Sin embargo, Chumo, quien tiene su habilidad especial de ojos, rápidamente dijo:
—No lo creo… Creo que este es el escondite rebelde, y ambos Quartermain están con ellos.
Considerando que la costa estaba despejada, Emery lanzó [Portal Espacial]. La manifestación repentina del Portal Espacial en medio del escondite ciertamente alarmó a todos los cercanos, especialmente cuando vieron a tres figuras desconocidas saliendo de él.
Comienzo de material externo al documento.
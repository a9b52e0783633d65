/// Error kinds shared by every crate in the workspace.
///
/// Handlers map wire-level failures onto these kinds; whether an error is
/// reported back to the peer (as a SPINE result) or only logged is decided
/// at the call site, not here.
#[derive(Debug, Clone, PartialEq, Eq, thiserror::Error)]
pub enum EebusError {
    /// Malformed input that is present but unusable.
    #[error("invalid argument: {0}")]
    InputArgument(String),
    /// A required field is missing.
    #[error("missing required field: {0}")]
    InputArgumentNull(String),
    /// Enum or integer outside the accepted range; unknown addressee.
    #[error("out of range: {0}")]
    InputArgumentOutOfRange(String),
    /// Resource exhaustion while building up state.
    #[error("resource allocation failed: {0}")]
    Memory(String),
    /// One-time initialization failed.
    #[error("initialization failed: {0}")]
    Init(String),
    /// A worker task could not be started.
    #[error("worker start failed: {0}")]
    Thread(String),
    /// A time source misbehaved.
    #[error("time source failure: {0}")]
    Time(String),
    /// A timed wait expired.
    #[error("wait expired")]
    Timeout,
    /// The operation was a no-op: already in the desired state, the peer is
    /// unknown, or the channel was closed.
    #[error("no change")]
    NoChange,
    /// Unsupported command classifier or function type.
    #[error("not implemented: {0}")]
    NotImplemented(String),
    /// Wire bytes could not be decoded.
    #[error("parse error: {0}")]
    Parse(String),
}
Todos, sin excepción, rápidamente apuntaron su Rifle Solar al grupo, su actitud mostraba que estaban listos para pelear.
Un portal espacial se creó en medio del escondite y todos se alarmaron al ver a tres figuras aparecer de la nada. Todos rápidamente sacaron su Rifle Solar listos para pelear.
—¡Bajen las armas! Cálmense, son amigos —dijo Stildar Quartermain cuando se dio cuenta de las nuevas llegadas.
Junto a él, el grupo pudo ver que tanto Julian como Thrax estaban sanos y salvos.
—Gracias a Dios, ustedes están bien. Lo siento por las noticias tardías, acabamos de lograr modificar el dispositivo de comunicación —dijo Julian con una expresión de alivio.
—También es bueno ver que ustedes dos están bien —respondió Emery con una sonrisa. Luego, una expresión seria apareció en su rostro—. Cuéntennos lo que ocurrió.
Después de intercambiar información, el grupo finalmente entendió la situación. Estaba claro que el líder del Nexus estaba en complicidad con los elfos. Aunque sabían las cosas terribles que había hecho la facción, los hermanos Quartermain no se dieron cuenta de que el liderazgo del Nexus llegaría tan lejos.
—Esas personas se han vuelto locas, ¿verdad? ¿Qué están tratando de hacer?
Shane calma a su hermano y pregunta si la alianza vendría a ayudar.
—Sí, con ellos destruyendo nuestra nave, seguramente habrá un equipo de la alianza que estará indagando sobre nosotros. Así que sólo necesitamos permanecer escondidos los próximos dos o tres días —dijo Julian.
Emery, sin embargo, todavía se sentía ansioso por el desconocido proyecto en el que los elfos estaban trabajando en el Puesto de Avanzada Sur. Por lo tanto, expresó este pensamiento suyo a sus amigos.
—No me siento bien sólo escondiéndome. Necesito saber qué están haciendo realmente allí, ¿qué están construyendo exactamente?
El grupo cayó en contemplación con sus palabras, y luego como si estuvieran conectados, todas las miradas se dirigieron hacia el hombre atado en la esquina. El Ministro de Ciencia de la facción Nexus, Otto Schrandefude.
—Como Ministro de Ciencia, deberías saber qué están construyendo allí, ¿verdad Otto?
Al ver que el hombre actuaba como un mudo, Klea caminó hacia él y le habló de una manera casual pero fría:
—Puedes soltarlo tú mismo o lo sacaré por la fuerza, tu elección, señor.
Un escalofrío recorrió el cuerpo de Otto al recordar el destino de aquellos que cayeron bajo sus manos. Momentos después, levantó la cabeza, miró a Emery y dijo:
—Están construyendo una puerta estelar.